A simple way to avoid the core dumps is to exclude problematic target classes from weaving. Even if a future AspectJ release would contain a fix avoiding the core dumps, until then Spring Core could avoid weaving unwanted classes and/or packages by excluding them like I have shown in my custom aop.xml file:

<!DOCTYPE aspectj PUBLIC "-//AspectJ//DTD//EN" "http://www.eclipse.org/aspectj/dtd/aspectj.dtd">
<aspectj>

  <!-- Be verbose about registered aspects, woven joinpoints and Xlint warnings -->
  <!--<weaver options="-verbose -showWeaveInfo">-->
  <!-- Be less noisy, suppressing Xlint warnings and info about registered aspects -->
  <weaver options="-showWeaveInfo -Xlint:ignore">

    <!-- Avoiding AspectJ core dump files 'ajcore.*.txt' by only weaving classes in application-specific packages -->
    <!--<include within="com.example.aspectj..*"/>-->

    <!-- Avoid AspectJ core dump files 'ajcore.*.txt' for Spring Boot 2.5.6-->
    <exclude within="org.springframework.boot.jdbc.DataSourceBuilder.OraclePoolDataSourceProperties"/>

    <!-- Avoid AspectJ core dump files 'ajcore.*.txt' for Spring Boot 2.3.3-->
    <exclude within="org.springframework.boot.diagnostics.analyzer.ValidationExceptionFailureAnalyzer"/>

  </weaver>

</aspectj>

These weaver options could be merged into the upstream aop.xml for spring-instruments. Otherwise, all users would have to create a custom aop.xml by themselves like I did, just so as to avoid an upstream problem.
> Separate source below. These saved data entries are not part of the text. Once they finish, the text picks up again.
//! Triangles as index triples into a [`PointStore`](crate::core::point_store::PointStore).
//!
//! Triangulation engines return a flat buffer of `3·n` point indices. This
//! module turns that buffer into an arena of [`Triangle`]s, validating every
//! triple once so later passes can index the point store without checks.

use crate::core::point_store::PointIndex;
use serde::{Deserialize, Serialize};
use thiserror::Error;

/// Errors raised when building triangles from engine output.
#[derive(Clone, Debug, Error, PartialEq, Eq)]
pub enum TriangleError {
    /// Two corners of a triangle refer to the same point.
    #[error("triangle ({j}, {k}, {l}) repeats a vertex")]
    RepeatedVertex {
        /// First corner.
        j: PointIndex,
        /// Second corner.
        k: PointIndex,
        /// Third corner.
        l: PointIndex,
    },
    /// A corner refers to a point that does not exist.
    #[error("triangle corner {index} is out of range for {n_points} points")]
    IndexOutOfRange {
        /// Offending index.
        index: usize,
        /// Number of points in the store.
        n_points: usize,
    },
    /// The flat index buffer length is not a multiple of three.
    #[error("flat triangle buffer has length {len}, which is not a multiple of 3")]
    IncompleteTriple {
        /// Buffer length.
        len: usize,
    },
}

/// An ordered triple of point indices `(j, k, l)`.
#[derive(Clone, Copy, Debug, PartialEq, Eq, Hash, Serialize, Deserialize)]
pub struct Triangle {
    vertices: [PointIndex; 3],
}

impl Triangle {
    /// Creates a triangle, rejecting repeated corners.
    ///
    /// # Errors
    ///
    /// Returns [`TriangleError::RepeatedVertex`] if any two indices are equal.
    ///
    /// # Examples
    ///
    /// ```rust
    /// use trigrid::core::triangle::Triangle;
    ///
    /// let t = Triangle::new(0, 1, 2).unwrap();
    /// assert_eq!(t.vertices(), [0, 1, 2]);
    /// assert!(Triangle::new(0, 1, 0).is_err());
    /// ```
    pub const fn new(j: PointIndex, k: PointIndex, l: PointIndex) -> Result<Self, TriangleError> {
        if j == k || k == l || l == j {
            return Err(TriangleError::RepeatedVertex { j, k, l });
        }
        Ok(Self {
            vertices: [j, k, l],
        })
    }

    /// The three corners in engine order.
    #[inline]
    #[must_use]
    pub const fn vertices(&self) -> [PointIndex; 3] {
        self.vertices
    }

    /// The three directed edges `(j, k)`, `(k, l)`, `(l, j)`.
    #[inline]
    #[must_use]
    pub const fn edges(&self) -> [(PointIndex, PointIndex); 3] {
        let [j, k, l] = self.vertices;
        [(j, k), (k, l), (l, j)]
    }
}

/// Builds triangles from a flat `[j0, k0, l0, j1, k1, l1, ...]` buffer.
///
/// # Errors
///
/// Returns an error if the buffer length is not a multiple of three, an index
/// is not below `n_points`, or a triple repeats a vertex.
///
/// # Examples
///
/// ```rust
/// use trigrid::core::triangle::triangles_from_flat;
///
/// let triangles = triangles_from_flat(&[0, 1, 2, 1, 2, 3], 4).unwrap();
/// assert_eq!(triangles.len(), 2);
/// assert_eq!(triangles[1].vertices(), [1, 2, 3]);
/// ```
pub fn triangles_from_flat(flat: &[usize], n_points: usize) -> Result<Vec<Triangle>, TriangleError> {
    if flat.len() % 3 != 0 {
        return Err(TriangleError::IncompleteTriple { len: flat.len() });
    }
    flat.chunks_exact(3)
        .map(|triple| {
            let mut corners = [0 as PointIndex; 3];
            for (corner, &index) in corners.iter_mut().zip(triple) {
                if index >= n_points {
                    return Err(TriangleError::IndexOutOfRange { index, n_points });
                }
                *corner = PointIndex::try_from(index)
                    .map_err(|_| TriangleError::IndexOutOfRange { index, n_points })?;
            }
            Triangle::new(corners[0], corners[1], corners[2])
        })
        .collect()
}
#[cfg(test)]
mod tests {
    use super::*;
    use crate::core::grid::{Region, Registration};
    use crate::core::point_store::PointLayout;
    use approx::assert_relative_eq;

    fn header(west: f64, east: f64, south: f64, north: f64, inc: f64, reg: Registration) -> GridHeader {
        GridHeader::new(Region::new(west, east, south, north).unwrap(), inc, inc, reg).unwrap()
    }

    fn store(layout: PointLayout, rows: &[&[f64]]) -> PointStore {
        let mut s = PointStore::new(layout);
        for r in rows {
            s.push(r).unwrap();
        }
        s
    }

    fn unit_triangle() -> PointStore {
        store(
            PointLayout::XYZ,
            &[&[0.0, 0.0, 0.0], &[1.0, 0.0, 1.0], &[0.0, 1.0, 2.0]],
        )
    }

    // =============================================================================
    // WINDOWS
    // =============================================================================

    #[test]
    fn window_is_clamped_to_grid() {
        let h = header(0.0, 4.0, 0.0, 4.0, 1.0, Registration::Gridline);
        let w = cell_window(&h, &[[-10.0, -10.0], [10.0, -10.0], [0.0, 10.0]]).unwrap();
        assert_eq!(
            w,
            CellWindow {
                col_min: 0,
                col_max: 4,
                row_min: 0,
                row_max: 4
            }
        );
    }

    #[test]
    fn window_rejects_triangles_beyond_each_side() {
        let h = header(0.0, 4.0, 0.0, 4.0, 1.0, Registration::Gridline);
        let left = [[-9.0, 1.0], [-8.0, 1.0], [-9.0, 2.0]];
        let right = [[9.0, 1.0], [10.0, 1.0], [9.0, 2.0]];
        let above = [[1.0, 9.0], [2.0, 9.0], [1.0, 10.0]];
        let below = [[1.0, -9.0], [2.0, -9.0], [1.0, -8.0]];
        for corners in [left, right, above, below] {
            assert!(cell_window(&h, &corners).is_none(), "{corners:?}");
        }
    }

    // =============================================================================
    // QUANTITIES
    // =============================================================================

    #[test]
    fn value_mode_writes_plane_inside_and_keeps_fill_outside() {
        let points = unit_triangle();
        let triangles = [Triangle::new(0, 1, 2).unwrap()];
        let mut grid = Grid::filled(header(0.0, 1.0, 0.0, 1.0, 0.5, Registration::Pixel), f32::NAN);

        let r = TriangleRasterizer::new(&points, RasterQuantity::Value, None).unwrap();
        let stats = r.rasterize(&triangles, &mut grid).unwrap();

        assert_relative_eq!(grid.value_at(0.25, 0.25).unwrap(), 0.75);
        assert_relative_eq!(grid.value_at(0.75, 0.25).unwrap(), 1.25);
        assert_relative_eq!(grid.value_at(0.25, 0.75).unwrap(), 1.75);
        assert!(grid.value_at(0.75, 0.75).unwrap().is_nan());
        assert_eq!(stats.cells_written, 3);
        assert_eq!(stats.scanned, 1);
    }

    #[test]
    fn derivative_modes_write_plane_gradient() {
        let points = unit_triangle();
        let triangles = [Triangle::new(0, 1, 2).unwrap()];
        let h = header(0.0, 1.0, 0.0, 1.0, 0.5, Registration::Pixel);

        for (quantity, expected) in [(RasterQuantity::DerivativeX, 1.0), (RasterQuantity::DerivativeY, 2.0)] {
            let mut grid = Grid::filled(h, -99.0);
            TriangleRasterizer::new(&points, quantity, None)
                .unwrap()
                .rasterize(&triangles, &mut grid)
                .unwrap();
            assert_relative_eq!(grid.value_at(0.25, 0.25).unwrap(), expected);
            assert_relative_eq!(grid.value_at(0.75, 0.75).unwrap(), -99.0);
        }
    }

    #[test]
    fn uncertainty_mode_uses_model_and_slope_grid() {
        let points = store(
            PointLayout::XYZHV,
            &[
                &[0.0, 0.0, 0.0, 0.1, 0.2],
                &[2.0, 0.0, 0.0, 0.2, 0.1],
                &[0.0, 2.0, 0.0, 0.3, 0.3],
            ],
        );
        let h = header(0.0, 2.0, 0.0, 2.0, 1.0, Registration::Gridline);
        let slopes = Grid::filled(h, 0.2);
        let mut grid = Grid::filled(h, f32::NAN);

        let r = TriangleRasterizer::new(&points, RasterQuantity::Uncertainty, Some(&slopes)).unwrap();
        r.rasterize(&[Triangle::new(0, 1, 2).unwrap()], &mut grid).unwrap();

        let model = UncertaintyModel::new(1.0);
        let corners = [
            VertexUncertainty { position: [0.0, 0.0], h: 0.1, v: 0.2 },
            VertexUncertainty { position: [2.0, 0.0], h: 0.2, v: 0.1 },
            VertexUncertainty { position: [0.0, 2.0], h: 0.3, v: 0.3 },
        ];
        let slope = f64::from(0.2_f32);
        // Node at a corner takes that corner's own term
        assert_relative_eq!(
            f64::from(grid.value_at(0.0, 0.0).unwrap()),
            model.sigma([0.0, 0.0], slope, &corners),
            epsilon = 1e-6
        );
        assert_relative_eq!(
            f64::from(grid.value_at(1.0, 1.0).unwrap()),
            model.sigma([1.0, 1.0], slope, &corners),
            epsilon = 1e-6
        );
        assert!(grid.value_at(2.0, 2.0).unwrap().is_nan());
    }

    // =============================================================================
    // COVERAGE AND ERRORS
    // =============================================================================

    #[test]
    fn triangle_outside_grid_contributes_nothing() {
        let points = store(
            PointLayout::XYZ,
            &[&[10.0, 10.0, 1.0], &[11.0, 10.0, 1.0], &[10.0, 11.0, 1.0]],
        );
        let mut grid = Grid::filled(header(0.0, 1.0, 0.0, 1.0, 0.5, Registration::Gridline), 0.0);
        let stats = TriangleRasterizer::new(&points, RasterQuantity::Value, None)
            .unwrap()
            .rasterize(&[Triangle::new(0, 1, 2).unwrap()], &mut grid)
            .unwrap();
        assert_eq!(stats.outside, 1);
        assert_eq!(stats.cells_written, 0);
        assert!(grid.data().iter().all(|&v| v == 0.0));
    }

    #[test]
    fn degenerate_triangle_is_skipped() {
        let points = store(
            PointLayout::XYZ,
            &[&[0.0, 0.0, 1.0], &[1.0, 1.0, 2.0], &[2.0, 2.0, 3.0]],
        );
        let mut grid = Grid::filled(header(0.0, 2.0, 0.0, 2.0, 1.0, Registration::Gridline), 0.0);
        let stats = TriangleRasterizer::new(&points, RasterQuantity::Value, None)
            .unwrap()
            .rasterize(&[Triangle::new(0, 1, 2).unwrap()], &mut grid)
            .unwrap();
        assert_eq!(stats.degenerate, 1);
        assert_eq!(stats.cells_written, 0);
    }

    #[test]
    fn shared_boundary_nodes_take_the_last_triangle() {
        // Unit square split along the diagonal; z differs per triangle along it
        let points = store(
            PointLayout::XYZ,
            &[&[0.0, 0.0, 0.0], &[1.0, 0.0, 0.0], &[1.0, 1.0, 0.0], &[0.0, 1.0, 0.0]],
        );
        let triangles = [Triangle::new(0, 1, 2).unwrap(), Triangle::new(0, 2, 3).unwrap()];
        let mut grid = Grid::filled(header(0.0, 1.0, 0.0, 1.0, 0.5, Registration::Gridline), f32::NAN);
        let stats = TriangleRasterizer::new(&points, RasterQuantity::Value, None)
            .unwrap()
            .rasterize(&triangles, &mut grid)
            .unwrap();
        // 9 nodes, the 3 on the diagonal are written twice
        assert_eq!(stats.cells_written, 12);
        assert!(grid.data().iter().all(|v| *v == 0.0));
    }

    #[test]
    fn missing_fields_are_reported_up_front() {
        let xy = store(PointLayout::XY, &[&[0.0, 0.0]]);
        assert_eq!(
            TriangleRasterizer::new(&xy, RasterQuantity::DerivativeX, None).unwrap_err(),
            RasterError::MissingElevation {
                quantity: RasterQuantity::DerivativeX
            }
        );

        let xyz = unit_triangle();
        assert_eq!(
            TriangleRasterizer::new(&xyz, RasterQuantity::Uncertainty, None).unwrap_err(),
            RasterError::MissingUncertainty
        );

        let xyzhv = store(PointLayout::XYZHV, &[&[0.0, 0.0, 0.0, 0.0, 0.0]]);
        assert_eq!(
            TriangleRasterizer::new(&xyzhv, RasterQuantity::Uncertainty, None).unwrap_err(),
            RasterError::MissingSlopeGrid
        );
    }

    #[test]
    fn misaligned_slope_grid_is_rejected() {
        let points = store(
            PointLayout::XYZHV,
            &[
                &[0.0, 0.0, 0.0, 0.1, 0.1],
                &[1.0, 0.0, 0.0, 0.1, 0.1],
                &[0.0, 1.0, 0.0, 0.1, 0.1],
            ],
        );
        let slopes = Grid::filled(header(0.0, 1.0, 0.0, 1.0, 0.25, Registration::Gridline), 0.0);
        let mut grid = Grid::filled(header(0.0, 1.0, 0.0, 1.0, 0.5, Registration::Gridline), 0.0);
        let r = TriangleRasterizer::new(&points, RasterQuantity::Uncertainty, Some(&slopes)).unwrap();
        assert!(matches!(
            r.rasterize(&[Triangle::new(0, 1, 2).unwrap()], &mut grid),
            Err(RasterError::SlopeGrid(GridError::HeaderMismatch { .. }))
        ));
    }

    #[test]
    fn shifted_slope_grid_is_rejected() {
        let points = store(
            PointLayout::XYZHV,
            &[
                &[0.0, 0.0, 0.0, 0.1, 0.1],
                &[1.0, 0.0, 0.0, 0.1, 0.1],
                &[0.0, 1.0, 0.0, 0.1, 0.1],
            ],
        );
        // Same node counts, one cell to the east
        let slopes = Grid::filled(header(0.5, 1.5, 0.0, 1.0, 0.5, Registration::Gridline), 0.0);
        let mut grid = Grid::filled(header(0.0, 1.0, 0.0, 1.0, 0.5, Registration::Gridline), 0.0);
        let r = TriangleRasterizer::new(&points, RasterQuantity::Uncertainty, Some(&slopes)).unwrap();
        assert!(matches!(
            r.rasterize(&[Triangle::new(0, 1, 2).unwrap()], &mut grid),
            Err(RasterError::SlopeGrid(GridError::Misaligned { .. }))
        ));
    }

    #[test]
    fn plane_quantities_ignore_the_slope_grid() {
        let points = unit_triangle();
        let slopes = Grid::filled(header(5.0, 6.0, 5.0, 6.0, 0.25, Registration::Gridline), 0.0);
        let mut grid = Grid::filled(header(0.0, 1.0, 0.0, 1.0, 0.5, Registration::Pixel), f32::NAN);
        let stats = TriangleRasterizer::new(&points, RasterQuantity::Value, Some(&slopes))
            .unwrap()
            .rasterize(&[Triangle::new(0, 1, 2).unwrap()], &mut grid)
            .unwrap();
        assert_eq!(stats.cells_written, 3);
        assert!(grid.data().iter().filter(|v| !v.is_nan()).all(|v| v.is_finite()));
    }

    #[cfg(feature = "parallel")]
    #[test]
    fn parallel_matches_sequential() {
        let points = store(
            PointLayout::XYZ,
            &[
                &[0.0, 0.0, 0.0],
                &[3.0, 0.0, 1.0],
                &[3.0, 3.0, 4.0],
                &[0.0, 3.0, 2.0],
                &[1.5, 1.5, 5.0],
            ],
        );
        let triangles = [
            Triangle::new(0, 1, 4).unwrap(),
            Triangle::new(1, 2, 4).unwrap(),
            Triangle::new(2, 3, 4).unwrap(),
            Triangle::new(3, 0, 4).unwrap(),
        ];
        let h = header(0.0, 3.0, 0.0, 3.0, 0.1, Registration::Gridline);
        let r = TriangleRasterizer::new(&points, RasterQuantity::Value, None).unwrap();

        let mut sequential = Grid::filled(h, f32::NAN);
        let mut parallel = Grid::filled(h, f32::NAN);
        let s1 = r.rasterize(&triangles, &mut sequential).unwrap();
        let s2 = r.rasterize_parallel(&triangles, &mut parallel).unwrap();

        assert_eq!(s1, s2);
        for (a, b) in sequential.data().iter().zip(parallel.data()) {
            assert_eq!(a.to_bits(), b.to_bits());
        }
    }
}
BTW, the weaver by default prints lots of [Xlint:cantFindType] warnings, which do no harm but clutter the console log. You might also want to consider adding the -Xlint:ignore weaver option. Another helpful default option is -showWeaveInfo, because it would show to the user by default all woven joinpoints. I think the latter is more desireable than the Xlint messages. But both options are unrelated to the workaround for this issue, I am just mentioning them as ideas for improvement.

Comment From: sdeleuze

After a related team discussion, I am turning this issue into a documentation one.

Comment From: kriegaex

@sdeleuze, I do not think that this is sufficient and only a docs issue, because like I said, spring-aspects has its own aop.xml file in its belly, and it produces those AspectJ core dumps out of the box with Spring Boot. I do not think, it is the user's responsibility to always override the settings from there. She might not even be aware of the fact that there is such a thing as aop.xml, but simply turn on LTW mode for transactions or for injecting Spring beans into non-Spring classes. By first ignoring this issue for 2 years and then just documenting something, it does not go away.